11/16/2008 08:49 pm ET | Updated May 25, 2011

The Oak Room Restakes Its Claim With Manhattan's Elite

When I first moved to New York, The Plaza Hotel was one of the first things I went to see. One can't doubt its iconic stature from mint juleps in The Great Gatsby to seeing double in Big Business with Bette Midler and Lily Tomlin. I know, I know. The latter is not the most glamorous of references, but whenever I pass the front door of The Plaza, I always find myself uttering that line that goes... "If you stand out here long enough, you'll see YOURSELF come out!"

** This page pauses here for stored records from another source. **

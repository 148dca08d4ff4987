// SPDX-License-Identifier: BUSL-1.1
// Copyright (c) 2026 Alfred Jean LLC

//! The drain-loop state machine.

mod iteration;

use crate::event_bus::{EventBus, EventReceiver};
use crate::prompt::{PromptTemplate, DEFAULT_FOLLOW_UP_TEMPLATE, DEFAULT_TEMPLATE};
use crate::work_queue::WorkQueue;
use drain_adapters::{SessionRunner, TrackerClient};
use drain_core::{BeadId, Clock, Event, SelectionReason, Severity, StallClearAction, StallType, StateSnapshot};
use parking_lot::Mutex;
use std::path::PathBuf;
use std::sync::atomic::{AtomicU32, Ordering};
use std::sync::Arc;
use std::time::Duration;
use thiserror::Error;
use tokio::sync::mpsc;

/// States the controller can be in.
#[derive(Debug, Clone, Copy, PartialEq, Eq)]
pub enum DrainState {
    Idle,
    Working,
    Paused,
    Stalled,
    Stopping,
    Stopped,
}

impl DrainState {
    pub fn as_str(&self) -> &'static str {
        match self {
            DrainState::Idle => "idle",
            DrainState::Working => "working",
            DrainState::Paused => "paused",
            DrainState::Stalled => "stalled",
            DrainState::Stopping => "stopping",
            DrainState::Stopped => "stopped",
        }
    }

    /// External "agent state" mapping for operator dashboards.
    pub fn reported(&self) -> &'static str {
        match self {
            DrainState::Idle => "idle",
            DrainState::Working => "running",
            DrainState::Paused => "idle",
            DrainState::Stalled => "stalled",
            DrainState::Stopping => "stopped",
            DrainState::Stopped => "dead",
        }
    }
}

/// Context recorded while stalled.
#[derive(Debug, Clone)]
pub struct StallContext {
    pub bead_id: Option<BeadId>,
    pub bead_title: Option<String>,
    pub reason: String,
    pub stall_type: StallType,
    pub created_beads: Vec<BeadId>,
}

/// Validation / fatal startup errors.
#[derive(Debug, Error)]
pub enum ControllerError {
    #[error("configured epic {0} does not exist")]
    EpicNotFound(String),
    #[error("configured epic {0} is not an epic (issue_type mismatch)")]
    EpicTypeMismatch(String),
    #[error("tracker error during startup validation: {0}")]
    Tracker(#[from] drain_adapters::TrackerError),
    #[error("run() was already called on this controller")]
    AlreadyRunning,
}

/// Single-slot coalescing signal: a bounded(1) channel where additional
/// sends while one is pending are silently dropped.
#[derive(Clone)]
struct SignalTx(mpsc::Sender<()>);

impl SignalTx {
    fn send(&self) {
        let _ = self.0.try_send(());
    }
}

fn signal_pair() -> (SignalTx, mpsc::Receiver<()>) {
    let (tx, rx) = mpsc::channel(1);
    (SignalTx(tx), rx)
}

struct Signals {
    pause: mpsc::Receiver<()>,
    graceful_pause: mpsc::Receiver<()>,
    resume: mpsc::Receiver<()>,
    stop: mpsc::Receiver<()>,
    graceful_stop: mpsc::Receiver<()>,
    retry: mpsc::Receiver<()>,
}

/// Operator-facing control surface: `pause`, `resume`, `stop`, `retry`,
/// `status`, `events`, plus the two reset operations below.
#[derive(Clone)]
pub struct ControllerHandle {
    pause_tx: SignalTx,
    graceful_pause_tx: SignalTx,
    resume_tx: SignalTx,
    stop_tx: SignalTx,
    graceful_stop_tx: SignalTx,
    retry_tx: SignalTx,
    state: Arc<Mutex<DrainState>>,
    current_bead: Arc<Mutex<Option<BeadId>>>,
    stall: Arc<Mutex<Option<StallContext>>>,
    turn_count: Arc<AtomicU32>,
    event_bus: EventBus,
    reset_history_fn: Arc<dyn Fn(&BeadId) + Send + Sync>,
    reset_bead_fn: Arc<dyn Fn(&BeadId) + Send + Sync>,
}

/// A snapshot of controller status for operator dashboards.
#[derive(Debug, Clone)]
pub struct Status {
    pub state: &'static str,
    pub reported_state: &'static str,
    pub current_bead: Option<BeadId>,
    pub current_turn: u32,
    pub stall_reason: Option<String>,
}

impl ControllerHandle {
    pub fn pause(&self) {
        self.pause_tx.send();
    }

    pub fn graceful_pause(&self) {
        self.graceful_pause_tx.send();
    }

    pub fn resume(&self) {
        self.resume_tx.send();
    }

    pub fn stop(&self) {
        self.stop_tx.send();
    }

    pub fn graceful_stop(&self) {
        self.graceful_stop_tx.send();
    }

    pub fn retry(&self) {
        self.retry_tx.send();
    }

    /// Clears a bead's recorded history entirely, e.g. after fixing the
    /// underlying issue out of band.
    pub fn reset_history(&self, id: &BeadId) {
        (self.reset_history_fn)(id);
    }

    /// Resets a bead's attempts/status to `pending` without forgetting it,
    /// making it immediately eligible for selection again.
    pub fn reset_bead(&self, id: &BeadId) {
        (self.reset_bead_fn)(id);
    }

    pub fn status(&self) -> Status {
        let state = *self.state.lock();
        let stall = self.stall.lock();
        Status {
            state: state.as_str(),
            reported_state: state.reported(),
            current_bead: self.current_bead.lock().clone(),
            current_turn: self.turn_count.load(Ordering::SeqCst),
            stall_reason: stall.as_ref().map(|s| s.reason.clone()),
        }
    }

    pub fn events(&self) -> EventReceiver {
        self.event_bus.subscribe()
    }
}

/// Tunables for one controller instance.
#[derive(Debug, Clone)]
pub struct ControllerConfig {
    pub poll_interval: Duration,
    pub follow_up_turn_limit: u32,
    pub review_debounce: Duration,
    pub command: String,
    pub cwd: PathBuf,
    pub env: Vec<(String, String)>,
    pub prompt_template_path: Option<PathBuf>,
    pub follow_up_template_path: Option<PathBuf>,
    pub epic: Option<BeadId>,
}

impl Default for ControllerConfig {
    fn default() -> Self {
        Self {
            poll_interval: Duration::from_secs(10),
            follow_up_turn_limit: 5,
            review_debounce: Duration::from_millis(300),
            command: "claude".into(),
            cwd: PathBuf::from("."),
            env: Vec::new(),
            prompt_template_path: None,
            follow_up_template_path: None,
            epic: None,
        }
    }
}

/// Owns the drain loop: selection, session orchestration, and state
/// transitions. Generic over the tracker/runner/clock so tests can swap in
/// fakes.
pub struct Controller<T, R, C>
where
    T: TrackerClient,
    R: SessionRunner,
    C: Clock,
{
    tracker: Arc<T>,
    runner: Arc<R>,
    clock: C,
    work_queue: WorkQueue<C>,
    event_bus: EventBus,
    config: ControllerConfig,
    state: Arc<Mutex<DrainState>>,
    current_bead: Arc<Mutex<Option<BeadId>>>,
    stall: Arc<Mutex<Option<StallContext>>>,
    turn_count: Arc<AtomicU32>,
    /// Set when a `graceful_stop` arrives mid-iteration; the running session
    /// is left alone and this is consumed once the iteration finishes, at
    /// the next check before selecting a new bead.
    graceful_stop_requested: std::sync::atomic::AtomicBool,
    prompt: PromptTemplate,
    follow_up_prompt: PromptTemplate,
    handle: ControllerHandle,
    signals: Mutex<Option<Signals>>,
}
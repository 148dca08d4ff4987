// SPDX-License-Identifier: BUSL-1.1
// Copyright (c) 2026 Alfred Jean LLC

//! Clock abstraction so backoff/stall timing is deterministically testable.

use chrono::{DateTime, Utc};
use std::sync::atomic::{AtomicI64, Ordering};
use std::sync::Arc;

/// Source of "now" for the engine. Production uses [`SystemClock`]; tests
/// use [`FakeClock`] so backoff and debounce windows are deterministic.
pub trait Clock: Clone + Send + Sync + 'static {
    fn now(&self) -> DateTime<Utc>;
}

/// Real wall-clock time.
#[derive(Clone, Copy, Default)]
pub struct SystemClock;

impl Clock for SystemClock {
    fn now(&self) -> DateTime<Utc> {
        Utc::now()
    }
}

/// Controllable clock for tests. Starts at the Unix epoch unless seeded.
#[derive(Clone)]
pub struct FakeClock {
    millis: Arc<AtomicI64>,
}

impl FakeClock {
    pub fn new(start: DateTime<Utc>) -> Self {
        Self {
            millis: Arc::new(AtomicI64::new(start.timestamp_millis())),
        }
    }

    /// Advance the clock by `delta`.
    pub fn advance(&self, delta: chrono::Duration) {
        self.millis
            .fetch_add(delta.num_milliseconds(), Ordering::SeqCst);
    }

    /// Set the clock to an absolute time.
    pub fn set(&self, to: DateTime<Utc>) {
        self.millis.store(to.timestamp_millis(), Ordering::SeqCst);
    }
}

impl Default for FakeClock {
    fn default() -> Self {
        Self::new(DateTime::UNIX_EPOCH)
    }
}

impl Clock for FakeClock {
    fn now(&self) -> DateTime<Utc> {
        DateTime::from_timestamp_millis(self.millis.load(Ordering::SeqCst))
            .unwrap_or(DateTime::UNIX_EPOCH)
    }
}

#[cfg(test)]
mod tests {
    use super::*;

    #[test]
    fn fake_clock_advances() {
        let clock = FakeClock::default();
        let t0 = clock.now();
        clock.advance(chrono::Duration::seconds(30));
        let t1 = clock.now();
        assert_eq!((t1 - t0).num_seconds(), 30);
    }
}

It wasn't until I had a martini at The Oak Bar that I truly fell in love with the place. The wood-paneled walls, the barrel-vaulted ceilings and the three carved niches with murals of German feudal castles, all of which still remain today, were larger than life. They whispered the stories of more glamorous times when New York society, Hollywood royalty and European rock stars all found refuge (and a whiskey neat) in its leather banquettes.

The Beatles


Marilyn Monroe

The Oak Room opened in 1907 as a men's bar originally and was closed down during Prohibition only to re-open in 1934 as a full-service restaurant. In 1945, following The Plaza's purchase by Conrad Hilton, The Oak Bar opened and instantly became a destination for the world's elite.

Today, after a massive renovation of the hotel into high-end luxury condominiums, The Oak Room reopens under the helm of restaurateur Joey Allaham and Chef Joel Antunes. With over 100 seats for dinner and a private dining for VIP soirees, the Oak Room is destined to find a permanent place in Manhattan's heart.